The book begins with the comments of Elizabethan dramatist Robert Greene from 1592 and ends with the post-9/11 era and how the resulting climate of conspiracy theories has affected critical opinion of Marlowe and Shakespeare, including the belief, among some, that Marlowe was Shakespeare's ghost writer. Katherine Scheil of the University of Minnesota calls Sawyer's work "original and ground-breaking."
Sawyer discounts the notion that Marlowe wrote Shakespeare's plays but points out that they likely crossed paths in the London theater world. Their backgrounds, though, as Sawyer says, were decidedly different. Marlowe became known as one of the University Wits at Cambridge, whereas Shakespeare was largely self educated. Before his death 23 years before Shakespeare's, Marlowe produced six plays. Shakespeare wrote more than 30.
"This book does not focus on the two as writers," Sawyer says. "Instead, it does something no one else has ever done by looking at them in tandem through the eyes of critics, novelists, poets and filmmakers down through the ages."
In the book, which was a four-year project, Sawyer explores how the feminist movement, Marxism and the Cold War have all affected critics' views of the works of the two playwrights.
"And, in most books, Marlowe's name never comes first," Sawyer adds. "In mine, it does."

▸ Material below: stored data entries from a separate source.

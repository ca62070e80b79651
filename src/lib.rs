//! # counterd - Real-Time Global Counter
//!
//! counterd serves one exact, unbounded integer to every connected client.
//! Anyone can add one; signed-in users can pay to multiply it, at most once
//! per day. Every change reaches every connected client, on every server
//! process.
//!
//! - **Exact arithmetic**: the value is a decimal big integer, never a float
//! - **Shared state**: one SQLite WAL file serves any number of processes
//! - **Atomic multiplies**: rate limit, payment consumption and the multiply
//!   commit or roll back together
//! - **Ordered fan-out**: clients see changes in the order they were applied
//!
//! ## Architecture Overview
//!
//! ```text
//!   clients ◄──ws──► server ──► OperationProcessor ──► CounterStore
//!                      ▲          (validate, limit,        │ writer actor
//!                      │           verify payment)         │ (group commit,
//!                      │                                   │  BEGIN IMMEDIATE)
//!   SessionRegistry ◄── Broadcaster ◄── ChangeFeed ◄───────┤
//!   (local sessions,     (one per       (local broadcast   ▼
//!    bounded queues)      process)       + log polling)  SQLite (WAL)
//!                                                          ▲
//!                                      other processes ────┘
//! ```
//!
//! ## Core Invariants
//!
//! 1. **No lost updates**: every apply is a read-modify-write under the
//!    database write lock
//! 2. **Durable ordering**: log `pos` strictly increases, never reused
//! 3. **One multiply per window**: the limit is a test-and-set in the same
//!    transaction as the multiply
//! 4. **One multiply per payment**: a consumed payment intent is never
//!    applied again
//! 5. **Never backwards**: a session never receives a value older than one
//!    it already has
//!
//! ## Module Organization
//!
//! - [`error`]: Error taxonomy and wire mapping
//! - [`types`]: `BigCount`, ids, deltas, changes
//! - [`codec`]: JSON wire protocol
//! - [`schema`]: SQLite DDL and database initialization
//! - [`writer`]: Writer actor with group commit
//! - [`reader`]: Pooled read connections
//! - [`api`]: [`CounterStore`], the store facade
//! - [`subscription`]: Local broadcast and the cross-process change feed
//! - [`rate_limit`], [`payment`], [`attribution`]: processor collaborators
//! - [`processor`]: The per-operation state machine
//! - [`session`], [`broadcaster`]: Local sessions and fan-out
//! - [`config`], [`server`], [`client`]: Deployment surface

// =============================================================================
// Module Declarations
// =============================================================================

/// Error types for counterd operations.
pub mod error;

/// Domain types: the big integer, ids, deltas and log rows.
pub mod types;

/// JSON frames exchanged with clients.
pub mod codec;

/// SQLite schema definitions and database initialization.
pub mod schema;

/// Single writer actor with group commit.
///
/// All mutations of the shared store on this process go through one thread
/// that owns the write connection. Concurrent requests are collected over a
/// short window and committed in one `BEGIN IMMEDIATE` transaction, one
/// SAVEPOINT per operation, so a rejected multiply never affects the
/// increments batched with it.
pub mod writer;

/// Read operations with pooled connections.
pub mod reader;

/// Async store facade.
///
/// The main entry point is [`CounterStore`](api::CounterStore).
pub mod api;

/// Local broadcast of committed changes and the merged change feed.
pub mod subscription;

/// Per-user multiply rate limit backed by the shared store.
pub mod rate_limit;

/// Payment verification.
pub mod payment;

/// Value attribution side channel.
pub mod attribution;

/// Validates and applies client operations.
pub mod processor;

/// Connected sessions on this process.
pub mod session;

/// Change fan-out and viewer presence.
pub mod broadcaster;

/// Environment configuration.
pub mod config;

/// axum router, WebSocket handler and HTTP endpoints.
pub mod server;

/// Reconnecting WebSocket client.
pub mod client;

// =============================================================================
// Re-exports
// =============================================================================

pub use api::{CounterStore, StoreConfig};
pub use broadcaster::Broadcaster;
pub use client::{ClientEvent, CounterClient};
pub use codec::{ClientMessage, Frame, ServerMessage};
pub use config::Config;
pub use error::{Error, Result};
pub use payment::{InMemoryPaymentVerifier, PaymentVerifier, StorePaymentVerifier, VerifiedPayment};
pub use processor::{OperationProcessor, ProcessorConfig};
pub use rate_limit::RateLimiter;
pub use schema::Database;
pub use session::{SessionGuard, SessionHandle, SessionIdentity, SessionRegistry};
pub use subscription::{ChangeFeed, SubscriptionManager};
pub use types::{
    ApplyResult, Attribution, AttributionRecord, BigCount, CounterChange, CounterSnapshot, Delta,
    LogPos, Operation, PaymentIntentId, SessionId, UserId,
};
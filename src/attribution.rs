//! # Attribution Sink
//!
//! After every applied operation the processor credits the value it added
//! (`new - old`) to the user and country that caused it. Attribution is
//! analytics: it is fire-and-forget and can never fail or slow down an apply.

use tokio::sync::mpsc;
use tracing::info;

use crate::types::AttributionRecord;

/// Receives one record per applied operation.
///
/// `record` is synchronous and must not block; implementations that talk to
/// the network should queue and return.
pub trait AttributionSink: Send + Sync + 'static {
    fn record(&self, record: AttributionRecord);
}

/// Writes each record as a structured log line.
#[derive(Debug, Default, Clone, Copy)]
pub struct TracingAttributionSink;

impl AttributionSink for TracingAttributionSink {
    fn record(&self, record: AttributionRecord) {
        info!(
            target: "counterd::attribution",
            user_id = record.user_id.as_ref().map(|u| u.as_str()),
            country_code = record.country_code.as_ref().map(|c| c.as_str()),
            country_name = record.country_name.as_deref(),
            kind = record.delta.kind(),
            operand = record.delta.operand(),
            value_delta = %record.value_delta,
            pos = %record.pos,
            timestamp_ms = record.timestamp_ms,
            "attribution"
        );
    }
}

/// Forwards records over an unbounded channel.
#[derive(Debug, Clone)]
pub struct ChannelAttributionSink {
    tx: mpsc::UnboundedSender<AttributionRecord>,
}

impl ChannelAttributionSink {
    /// Creates the sink and the receiving end.
    pub fn new() -> (Self, mpsc::UnboundedReceiver<AttributionRecord>) {
        let (tx, rx) = mpsc::unbounded_channel();
        (Self { tx }, rx)
    }
}

impl AttributionSink for ChannelAttributionSink {
    fn record(&self, record: AttributionRecord) {
        // Receiver gone: analytics is off
        let _ = self.tx.send(record);
    }
}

"Marlowe and Shakespeare" also reveals how the two have figured into other artists' works, such as the novels of Anthony Burgess, author of "A Clockwork Orange," and the 1998 American film "Shakespeare in Love," written by Marc Norman and Tom Stoppard. According to John Drakakis at Scotland's University of Stirling, "Sawyer deftly charts the increasing interaction between literary and popular culture."
Sawyer was supported in his work by a grant from the ETSU Research Development Committee, which helped fund travel to the Folger Shakespeare Library in Washington, D.C.
"Marlowe and Shakespeare: The Critical Rivalry" is published by Palgrave Macmillan.